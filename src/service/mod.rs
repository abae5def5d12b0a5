//! High-level facade for the orchestration core.
//!
//! [`Orchestrator`] wires every component together; [`DocService`] is the
//! cheap, cloneable handle other parts of the system use to submit jobs and
//! read health.
//!
//! # Example
//!
//! ```ignore
//! use docstream::config::Settings;
//! use docstream::job::{PayloadRef, Plan};
//! use docstream::service::Orchestrator;
//!
//! let orchestrator = Orchestrator::new(Settings::default(), extractor, store, events)?;
//! let service = orchestrator.service();
//!
//! tokio::spawn(orchestrator.run(shutdown_token));
//!
//! let mut handle = service.submit_job(
//!     PayloadRef::new("/uploads/report.docx", 48_213),
//!     "owner-17",
//!     Plan::Premium,
//! )?;
//! let status = handle.wait().await;
//! ```

use crate::balancer::{LoadBalancer, Strategy};
use crate::breaker::{BreakerConfig, CircuitBreaker, CircuitState};
use crate::cluster::{ClusterGauges, ClusterHealth, ClusterManager};
use crate::config::Settings;
use crate::events::EventSink;
use crate::extract::Extractor;
use crate::job::{Job, JobHandle, JobStatus, PayloadRef, Plan};
use crate::memory::MemoryMonitor;
use crate::pool::{PoolConfig, ResourcePool};
use crate::queue::{classify, QueueCounters, QueueManager, QueueStats};
use crate::recovery::{
    FailureRecoveryManager, RecoveryCoordinator, RecoveryGauges, StallWatchdog, SubmittedJob,
};
use crate::store::JobStore;
use dashmap::DashMap;
use std::io;
use std::sync::Arc;
use thiserror::Error;
use tokio::sync::{mpsc, watch};
use tokio_util::sync::CancellationToken;
use tracing::info;

/// Capacity of the submission channel.
pub const DEFAULT_SUBMIT_CHANNEL_CAPACITY: usize = 256;

/// Error returned by [`DocService::submit_job`].
#[derive(Debug, Error, PartialEq, Eq)]
pub enum SubmitError {
    /// The orchestrator is no longer running.
    #[error("orchestrator is shut down")]
    ShutDown,

    /// The submission channel is full; retry later.
    #[error("submission queue is full")]
    Backlogged,

    /// The payload has no content to convert.
    #[error("payload is empty")]
    EmptyPayload,
}

/// Recovery statistics combined with the circuit breaker state.
#[derive(Clone, Copy, Debug)]
pub struct RecoveryReport {
    /// Workers flagged failed since startup.
    pub failed_workers: u64,
    /// Jobs currently tracked as in flight.
    pub active_jobs: usize,
    /// Retries scheduled since startup.
    pub retries_scheduled: u64,
    /// Jobs escalated to permanent failure since startup.
    pub permanent_failures: u64,
    /// Current extraction circuit breaker state.
    pub circuit_breaker: CircuitState,
}

/// Cloneable handle for submitting jobs and reading orchestrator health.
#[derive(Clone)]
pub struct DocService {
    submit_tx: mpsc::Sender<SubmittedJob>,
    queue_counters: Arc<QueueCounters>,
    cluster_gauges: Arc<ClusterGauges>,
    recovery_gauges: Arc<RecoveryGauges>,
    breaker: Arc<CircuitBreaker>,
    large_threshold_bytes: u64,
}

impl DocService {
    /// Submits a document conversion job.
    ///
    /// Classifies the job into a tier (payload size first, then plan) and
    /// hands it to the coordinator. Returns a handle for observing the
    /// job's lifecycle.
    pub fn submit_job(
        &self,
        payload: PayloadRef,
        owner_id: &str,
        plan: Plan,
    ) -> Result<JobHandle, SubmitError> {
        if payload.size_bytes == 0 {
            return Err(SubmitError::EmptyPayload);
        }

        let tier = classify(plan, payload.size_bytes, self.large_threshold_bytes);
        let job = Job::new(payload, owner_id, plan, tier);
        let (status_tx, status_rx) = watch::channel(JobStatus::Queued);
        let handle = JobHandle::new(job.id.clone(), status_rx);

        match self.submit_tx.try_send(SubmittedJob { job, status_tx }) {
            Ok(()) => Ok(handle),
            Err(mpsc::error::TrySendError::Full(_)) => Err(SubmitError::Backlogged),
            Err(mpsc::error::TrySendError::Closed(_)) => Err(SubmitError::ShutDown),
        }
    }

    /// Per-tier waiting/active/completed/failed counts.
    pub fn queue_stats(&self) -> QueueStats {
        self.queue_counters.snapshot()
    }

    /// Worker pool health.
    pub fn cluster_health(&self) -> ClusterHealth {
        self.cluster_gauges.health()
    }

    /// Failure recovery statistics and circuit breaker state.
    pub fn recovery_stats(&self) -> RecoveryReport {
        let stats = self.recovery_gauges.stats();
        RecoveryReport {
            failed_workers: stats.failed_workers,
            active_jobs: stats.active_jobs,
            retries_scheduled: stats.retries_scheduled,
            permanent_failures: stats.permanent_failures,
            circuit_breaker: self.breaker.state(),
        }
    }
}

impl std::fmt::Debug for DocService {
    fn fmt(&self, f: &mut std::fmt::Formatter<'_>) -> std::fmt::Result {
        f.debug_struct("DocService")
            .field("queue", &self.queue_stats())
            .field("cluster", &self.cluster_health())
            .finish()
    }
}

/// Fully wired orchestration core.
///
/// Construction wires the components; [`run`](Self::run) spawns the
/// background daemons (memory monitor, pool pressure watcher, stall
/// watchdog) and drives the coordinator loop until shutdown.
pub struct Orchestrator {
    coordinator: RecoveryCoordinator,
    monitor: MemoryMonitor,
    pool: Arc<ResourcePool>,
    service: DocService,
}

impl Orchestrator {
    /// Builds the orchestration core.
    ///
    /// Fails only if the configured scratch root cannot be created.
    pub fn new(
        settings: Settings,
        extractor: Arc<dyn Extractor>,
        store: Arc<dyn JobStore>,
        events: Arc<dyn EventSink>,
    ) -> io::Result<Self> {
        let pool = Arc::new(ResourcePool::new(PoolConfig::from(&settings.pool))?);
        let breaker = Arc::new(CircuitBreaker::new(BreakerConfig::from(&settings.breaker)));
        let heartbeats = Arc::new(DashMap::new());
        let queue_counters = Arc::new(QueueCounters::new());
        let cluster_gauges = Arc::new(ClusterGauges::new());
        let recovery_gauges = Arc::new(RecoveryGauges::new());

        let (submit_tx, submit_rx) = mpsc::channel(DEFAULT_SUBMIT_CHANNEL_CAPACITY);
        let (worker_events_tx, worker_events_rx) = mpsc::unbounded_channel();

        let monitor = MemoryMonitor::new(
            settings.memory.max_memory_usage_mb,
            settings.memory.sample_interval,
            Arc::clone(&events),
        );

        let queue = QueueManager::new(
            settings.pool.large_file_threshold_bytes(),
            Arc::clone(&queue_counters),
            Arc::clone(&events),
        );

        let cluster = ClusterManager::new(
            settings.cluster.clone(),
            settings.health.clone(),
            extractor,
            Arc::clone(&breaker),
            worker_events_tx,
            Arc::clone(&heartbeats),
            Arc::clone(&cluster_gauges),
            CancellationToken::new(),
        );

        let recovery = FailureRecoveryManager::new(
            settings.retry.clone(),
            settings.health.clone(),
            heartbeats,
            Arc::clone(&recovery_gauges),
        );

        let service = DocService {
            submit_tx,
            queue_counters,
            cluster_gauges,
            recovery_gauges,
            breaker: Arc::clone(&breaker),
            large_threshold_bytes: settings.pool.large_file_threshold_bytes(),
        };

        let coordinator = RecoveryCoordinator::new(
            settings,
            queue,
            cluster,
            LoadBalancer::default(),
            recovery,
            Arc::clone(&pool),
            store,
            events,
            breaker,
            submit_rx,
            worker_events_rx,
        );

        Ok(Self {
            coordinator,
            monitor,
            pool,
            service,
        })
    }

    /// Overrides the load balancing strategy (default: weighted round
    /// robin).
    pub fn with_strategy(mut self, strategy: Strategy) -> Self {
        self.coordinator.set_strategy(strategy);
        self
    }

    /// Returns a cloneable service handle.
    ///
    /// Call before [`run`](Self::run); the handle stays valid for the
    /// orchestrator's lifetime.
    pub fn service(&self) -> DocService {
        self.service.clone()
    }

    /// Runs the orchestrator until shutdown is signalled.
    ///
    /// Spawns the memory monitor, the pool's pressure watcher, and the
    /// stall watchdog, then drives the coordinator loop.
    pub async fn run(self, shutdown: CancellationToken) {
        info!(version = crate::VERSION, "Orchestrator starting");

        let (last_activity, pending_work) = self.coordinator.activity_tracking();
        tokio::spawn(StallWatchdog::new(last_activity, pending_work).run(shutdown.clone()));

        let memory_rx = self.monitor.subscribe();
        tokio::spawn(self.monitor.run(shutdown.clone()));
        tokio::spawn(Arc::clone(&self.pool).watch_memory(memory_rx, shutdown.clone()));

        self.coordinator.run(shutdown).await;
    }
}

impl std::fmt::Debug for Orchestrator {
    fn fmt(&self, f: &mut std::fmt::Formatter<'_>) -> std::fmt::Result {
        f.debug_struct("Orchestrator")
            .field("coordinator", &self.coordinator)
            .finish()
    }
}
++++
Your answer should consist of the lines above that hold the word "watcher", copied exactly.

▸ EXERCISE RESPONSE:
/// background daemons (memory monitor, pool pressure watcher, stall
    /// Spawns the memory monitor, the pool's pressure watcher, and the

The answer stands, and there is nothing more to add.